■ **Activity**
The response should be an exact copy of every record.

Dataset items
**********
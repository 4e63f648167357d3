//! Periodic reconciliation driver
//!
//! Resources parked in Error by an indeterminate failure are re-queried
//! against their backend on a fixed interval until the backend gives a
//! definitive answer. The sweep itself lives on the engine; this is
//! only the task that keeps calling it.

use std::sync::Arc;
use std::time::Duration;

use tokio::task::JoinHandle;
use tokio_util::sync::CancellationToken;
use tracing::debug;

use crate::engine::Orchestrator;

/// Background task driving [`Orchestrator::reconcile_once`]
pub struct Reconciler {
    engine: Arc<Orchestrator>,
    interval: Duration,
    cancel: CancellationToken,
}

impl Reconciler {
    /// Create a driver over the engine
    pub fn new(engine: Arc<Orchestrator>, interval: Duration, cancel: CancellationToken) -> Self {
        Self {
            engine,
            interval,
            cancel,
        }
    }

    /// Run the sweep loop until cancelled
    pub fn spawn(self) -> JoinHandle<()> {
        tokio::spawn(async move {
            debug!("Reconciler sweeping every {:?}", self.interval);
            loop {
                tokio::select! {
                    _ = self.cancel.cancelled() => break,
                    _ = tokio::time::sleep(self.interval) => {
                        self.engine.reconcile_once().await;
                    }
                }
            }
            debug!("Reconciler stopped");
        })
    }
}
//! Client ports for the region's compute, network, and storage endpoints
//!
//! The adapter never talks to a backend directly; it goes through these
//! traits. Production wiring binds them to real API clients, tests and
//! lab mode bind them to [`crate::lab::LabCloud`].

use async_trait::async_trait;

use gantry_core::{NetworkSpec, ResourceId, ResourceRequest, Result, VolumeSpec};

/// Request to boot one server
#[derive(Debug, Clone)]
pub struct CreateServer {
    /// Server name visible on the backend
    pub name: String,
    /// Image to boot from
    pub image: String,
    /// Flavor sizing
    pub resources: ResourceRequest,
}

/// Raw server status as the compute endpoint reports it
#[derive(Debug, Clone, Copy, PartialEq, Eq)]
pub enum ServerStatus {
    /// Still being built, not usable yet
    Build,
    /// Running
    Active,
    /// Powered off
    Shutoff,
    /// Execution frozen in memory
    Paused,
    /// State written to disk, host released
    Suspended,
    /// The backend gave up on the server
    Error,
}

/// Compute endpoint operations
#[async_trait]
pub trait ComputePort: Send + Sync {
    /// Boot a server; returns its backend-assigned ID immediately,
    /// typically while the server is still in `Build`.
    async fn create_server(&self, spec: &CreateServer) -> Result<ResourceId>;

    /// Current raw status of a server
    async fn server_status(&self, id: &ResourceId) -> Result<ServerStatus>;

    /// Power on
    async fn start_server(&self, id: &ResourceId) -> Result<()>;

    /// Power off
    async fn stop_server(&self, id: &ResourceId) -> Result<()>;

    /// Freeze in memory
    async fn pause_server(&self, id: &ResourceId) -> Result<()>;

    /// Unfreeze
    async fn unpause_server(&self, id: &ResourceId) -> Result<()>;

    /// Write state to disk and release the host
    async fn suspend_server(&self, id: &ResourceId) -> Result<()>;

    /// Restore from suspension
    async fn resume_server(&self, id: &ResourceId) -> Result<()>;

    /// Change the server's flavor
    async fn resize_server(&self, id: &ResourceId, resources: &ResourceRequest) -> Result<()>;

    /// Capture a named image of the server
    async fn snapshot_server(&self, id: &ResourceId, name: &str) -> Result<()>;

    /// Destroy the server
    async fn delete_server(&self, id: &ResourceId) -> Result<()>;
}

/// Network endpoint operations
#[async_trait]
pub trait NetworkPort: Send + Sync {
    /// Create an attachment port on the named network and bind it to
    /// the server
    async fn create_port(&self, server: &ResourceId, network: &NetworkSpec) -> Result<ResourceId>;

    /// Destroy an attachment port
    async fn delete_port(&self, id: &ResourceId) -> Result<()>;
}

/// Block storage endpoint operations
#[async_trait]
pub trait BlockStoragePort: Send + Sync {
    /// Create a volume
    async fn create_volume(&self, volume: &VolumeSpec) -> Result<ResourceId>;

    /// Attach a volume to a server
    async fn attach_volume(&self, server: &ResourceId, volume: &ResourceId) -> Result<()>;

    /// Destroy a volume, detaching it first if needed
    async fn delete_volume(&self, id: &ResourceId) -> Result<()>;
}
**********
■ **Output for this exercise**
repository 4e63f648167357d3
//! Periodic reconciliation driver
//!
//! Resources parked in Error by an indeterminate failure are re-queried
//! against their backend on a fixed interval until the backend gives a
//! definitive answer. The sweep itself lives on the engine; this is
//! only the task that keeps calling it.

use std::sync::Arc;
use std::time::Duration;

use tokio::task::JoinHandle;
use tokio_util::sync::CancellationToken;
use tracing::debug;

use crate::engine::Orchestrator;

/// Background task driving [`Orchestrator::reconcile_once`]
pub struct Reconciler {
    engine: Arc<Orchestrator>,
    interval: Duration,
    cancel: CancellationToken,
}

impl Reconciler {
    /// Create a driver over the engine
    pub fn new(engine: Arc<Orchestrator>, interval: Duration, cancel: CancellationToken) -> Self {
        Self {
            engine,
            interval,
            cancel,
        }
    }

    /// Run the sweep loop until cancelled
    pub fn spawn(self) -> JoinHandle<()> {
        tokio::spawn(async move {
            debug!("Reconciler sweeping every {:?}", self.interval);
            loop {
                tokio::select! {
                    _ = self.cancel.cancelled() => break,
                    _ = tokio::time::sleep(self.interval) => {
                        self.engine.reconcile_once().await;
                    }
                }
            }
            debug!("Reconciler stopped");
        })
    }
}
//! Client ports for the region's compute, network, and storage endpoints
//!
//! The adapter never talks to a backend directly; it goes through these
//! traits. Production wiring binds them to real API clients, tests and
//! lab mode bind them to [`crate::lab::LabCloud`].

use async_trait::async_trait;

use gantry_core::{NetworkSpec, ResourceId, ResourceRequest, Result, VolumeSpec};

/// Request to boot one server
#[derive(Debug, Clone)]
pub struct CreateServer {
    /// Server name visible on the backend
    pub name: String,
    /// Image to boot from
    pub image: String,
    /// Flavor sizing
    pub resources: ResourceRequest,
}

/// Raw server status as the compute endpoint reports it
#[derive(Debug, Clone, Copy, PartialEq, Eq)]
pub enum ServerStatus {
    /// Still being built, not usable yet
    Build,
    /// Running
    Active,
    /// Powered off
    Shutoff,
    /// Execution frozen in memory
    Paused,
    /// State written to disk, host released
    Suspended,
    /// The backend gave up on the server
    Error,
}

/// Compute endpoint operations
#[async_trait]
pub trait ComputePort: Send + Sync {
    /// Boot a server; returns its backend-assigned ID immediately,
    /// typically while the server is still in `Build`.
    async fn create_server(&self, spec: &CreateServer) -> Result<ResourceId>;

    /// Current raw status of a server
    async fn server_status(&self, id: &ResourceId) -> Result<ServerStatus>;

    /// Power on
    async fn start_server(&self, id: &ResourceId) -> Result<()>;

    /// Power off
    async fn stop_server(&self, id: &ResourceId) -> Result<()>;

    /// Freeze in memory
    async fn pause_server(&self, id: &ResourceId) -> Result<()>;

    /// Unfreeze
    async fn unpause_server(&self, id: &ResourceId) -> Result<()>;

    /// Write state to disk and release the host
    async fn suspend_server(&self, id: &ResourceId) -> Result<()>;

    /// Restore from suspension
    async fn resume_server(&self, id: &ResourceId) -> Result<()>;

    /// Change the server's flavor
    async fn resize_server(&self, id: &ResourceId, resources: &ResourceRequest) -> Result<()>;

    /// Capture a named image of the server
    async fn snapshot_server(&self, id: &ResourceId, name: &str) -> Result<()>;

    /// Destroy the server
    async fn delete_server(&self, id: &ResourceId) -> Result<()>;
}

/// Network endpoint operations
#[async_trait]
pub trait NetworkPort: Send + Sync {
    /// Create an attachment port on the named network and bind it to
    /// the server
    async fn create_port(&self, server: &ResourceId, network: &NetworkSpec) -> Result<ResourceId>;

    /// Destroy an attachment port
    async fn delete_port(&self, id: &ResourceId) -> Result<()>;
}

/// Block storage endpoint operations
#[async_trait]
pub trait BlockStoragePort: Send + Sync {
    /// Create a volume
    async fn create_volume(&self, volume: &VolumeSpec) -> Result<ResourceId>;

    /// Attach a volume to a server
    async fn attach_volume(&self, server: &ResourceId, volume: &ResourceId) -> Result<()>;

    /// Destroy a volume, detaching it first if needed
    async fn delete_volume(&self, id: &ResourceId) -> Result<()>;
}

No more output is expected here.